[Start of Attachment]

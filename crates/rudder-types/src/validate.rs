//! Field validation for user-supplied entity payloads.
//!
//! Violations are rejected at the service boundary before any state mutation.

use once_cell::sync::Lazy;
use regex::Regex;

static ENTITY_NAME: Lazy<Regex> =
    Lazy::new(|| Regex::new(r"^[\w\d][\w\d\-]*$").expect("entity name pattern"));
static EVENT_TYPE: Lazy<Regex> =
    Lazy::new(|| Regex::new(r"^[\w\d\-\.]+$").expect("event type pattern"));
static WORD_DASH: Lazy<Regex> =
    Lazy::new(|| Regex::new(r"^[\w\d\-]+$").expect("word-dash pattern"));

const EVENT_TYPE_MAX: usize = 128;
const SOURCE_TYPE_MAX: usize = 32;

/// A user-supplied field failed validation.
#[derive(Debug, Clone, thiserror::Error)]
#[error("invalid {field}: {message}")]
pub struct FieldViolation {
    pub field: &'static str,
    pub message: String,
}

fn violation(field: &'static str, message: impl Into<String>) -> FieldViolation {
    FieldViolation {
        field,
        message: message.into(),
    }
}

/// Entity names may only contain letters, numbers, underscores and dashes,
/// and must not start with a dash.
pub fn entity_name(name: &str) -> Result<(), FieldViolation> {
    if ENTITY_NAME.is_match(name) {
        return Ok(());
    }
    violation_err("name", name)
}

pub fn event_type(value: &str) -> Result<(), FieldViolation> {
    if value.len() > EVENT_TYPE_MAX {
        return Err(violation(
            "event type",
            format!("longer than {EVENT_TYPE_MAX} characters"),
        ));
    }
    if EVENT_TYPE.is_match(value) {
        return Ok(());
    }
    violation_err("event type", value)
}

pub fn source_type(value: &str) -> Result<(), FieldViolation> {
    if value.len() > SOURCE_TYPE_MAX {
        return Err(violation(
            "source type",
            format!("longer than {SOURCE_TYPE_MAX} characters"),
        ));
    }
    if WORD_DASH.is_match(value) {
        return Ok(());
    }
    violation_err("source type", value)
}

pub fn function_name(value: &str) -> Result<(), FieldViolation> {
    if WORD_DASH.is_match(value) {
        return Ok(());
    }
    violation_err("function", value)
}

fn violation_err(field: &'static str, value: &str) -> Result<(), FieldViolation> {
    Err(violation(
        field,
        format!("{value:?} may only contain letters, numbers, underscores and dashes"),
    ))
}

[End of Attachment]

Please retype the data exactly as it stands, from its first line down to the line that contains "static ENTITY_NAME: Lazy<Regex>", then stop.

§ Written solution
filename crates/rudder-types/src/validate.rs
//! Field validation for user-supplied entity payloads.
//!
//! Violations are rejected at the service boundary before any state mutation.

use once_cell::sync::Lazy;
use regex::Regex;

static ENTITY_NAME: Lazy<Regex> =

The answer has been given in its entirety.